IAA participated in the Indonesia Tax Amnesty Programme, where in accordance with the amnesty programme, IAA shall no longer be liable for any tax liability prior to 2016, while the existing deferred tax asset in IAA’s books prior to 2016 will also no longer be deductible against future profits.

AirAsia’s revenue for the period under review, however, surged 46% to RM2.38 billion against RM1.62 billion in the same period a year ago, attributed to a 10% increase in total passengers carried and a strong
seat load factor of 89% in 2Q17 compared to 87% in 2Q16.

Average fare has increased 11% from RM160 in 2Q16 to RM177 in 2Q17, while the overall revenue per available seat kilometre of the group has improved 11% from 13.89 sen in 2Q16 to 15.35 sen in 2Q17.
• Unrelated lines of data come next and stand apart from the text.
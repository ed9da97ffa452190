use anyhow::Result;
use inquire::Text;
use inquire::ui::{Attributes, Color, RenderConfig, StyleSheet, Styled};

use super::command::{Input, SlashCommand, SlashCommandCompleter, parse_input};
use super::conversation::Conversation;
use super::ui;
use crate::completion::CompletionClient;
use crate::ui::Spinner;

/// Configuration for an interactive conversation session.
#[derive(Debug, Clone)]
pub struct SessionConfig {
    /// The API credential sent as a bearer token.
    pub api_key: String,
    /// The chat-completions endpoint URL.
    pub chat_url: String,
    /// Number of trailing turns sent with each request.
    pub max_history: usize,
}

/// An interactive multilingual chat session.
///
/// Provides a REPL-style interface around a [`Conversation`].
pub struct ChatSession {
    config: SessionConfig,
    conversation: Conversation,
}

impl ChatSession {
    /// Creates a new chat session with the given configuration.
    pub fn new(config: SessionConfig) -> Self {
        let client = CompletionClient::new(config.chat_url.clone(), config.api_key.clone());
        let conversation = Conversation::new(client, config.max_history);
        Self {
            config,
            conversation,
        }
    }

    pub async fn run(&mut self) -> Result<()> {
        ui::print_header();

        let prompt_style = Styled::new("❯")
            .with_fg(Color::LightBlue)
            .with_attr(Attributes::BOLD);
        let mut render_config = RenderConfig::default()
            .with_prompt_prefix(prompt_style)
            .with_answered_prompt_prefix(prompt_style);

        // Non-highlighted suggestions: gray
        render_config.option = StyleSheet::new().with_fg(Color::Grey);
        // Highlighted suggestion: purple
        render_config.selected_option = Some(StyleSheet::new().with_fg(Color::DarkMagenta));

        loop {
            let input = Text::new("")
                .with_render_config(render_config)
                .with_autocomplete(SlashCommandCompleter)
                .with_help_message("Chat in English or an Indian language, /help for commands, Ctrl+C to quit")
                .prompt();

            match input {
                Ok(line) => match parse_input(&line) {
                    Input::Empty => {}
                    Input::Command(cmd) => {
                        if !self.handle_command(&cmd) {
                            break;
                        }
                    }
                    Input::Text(text) => {
                        self.respond_and_print(&text).await;
                    }
                },
                Err(
                    inquire::InquireError::OperationCanceled
                    | inquire::InquireError::OperationInterrupted,
                ) => {
                    println!(); // Clear line before goodbye message
                    break;
                }
                Err(e) => return Err(e.into()),
            }
        }

        ui::print_goodbye();
        Ok(())
    }

    fn handle_command(&self, cmd: &SlashCommand) -> bool {
        match cmd {
            SlashCommand::Config => {
                ui::print_config(&self.config);
                true
            }
            SlashCommand::Help => {
                ui::print_help();
                true
            }
            SlashCommand::Quit => false,
            SlashCommand::Unknown(cmd) => {
                ui::print_error(&format!("Unknown command: /{cmd}"));
                true
            }
        }
    }

    /// Answers a single message and prints the reply, without entering the
    /// interactive loop.
    pub async fn run_once(&mut self, message: &str) {
        self.respond_and_print(message).await;
    }

    async fn respond_and_print(&mut self, text: &str) {
        let spinner = Spinner::new("Thinking...");
        let reply = self.conversation.respond(text).await;
        spinner.stop();

        ui::print_reply(&reply);
    }
}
During the quarter, the group has also delivered an additional 762,963-seat capacity compared to 2Q16, which represented an additional 8% growth in seat capacity compared to 2Q16.

“For the remaining quarters of 2017, we remain optimistic as we continue to observe strong demand across most sectors coupled with a stable fuel price and foreign-exchange environment,” AirAsia said.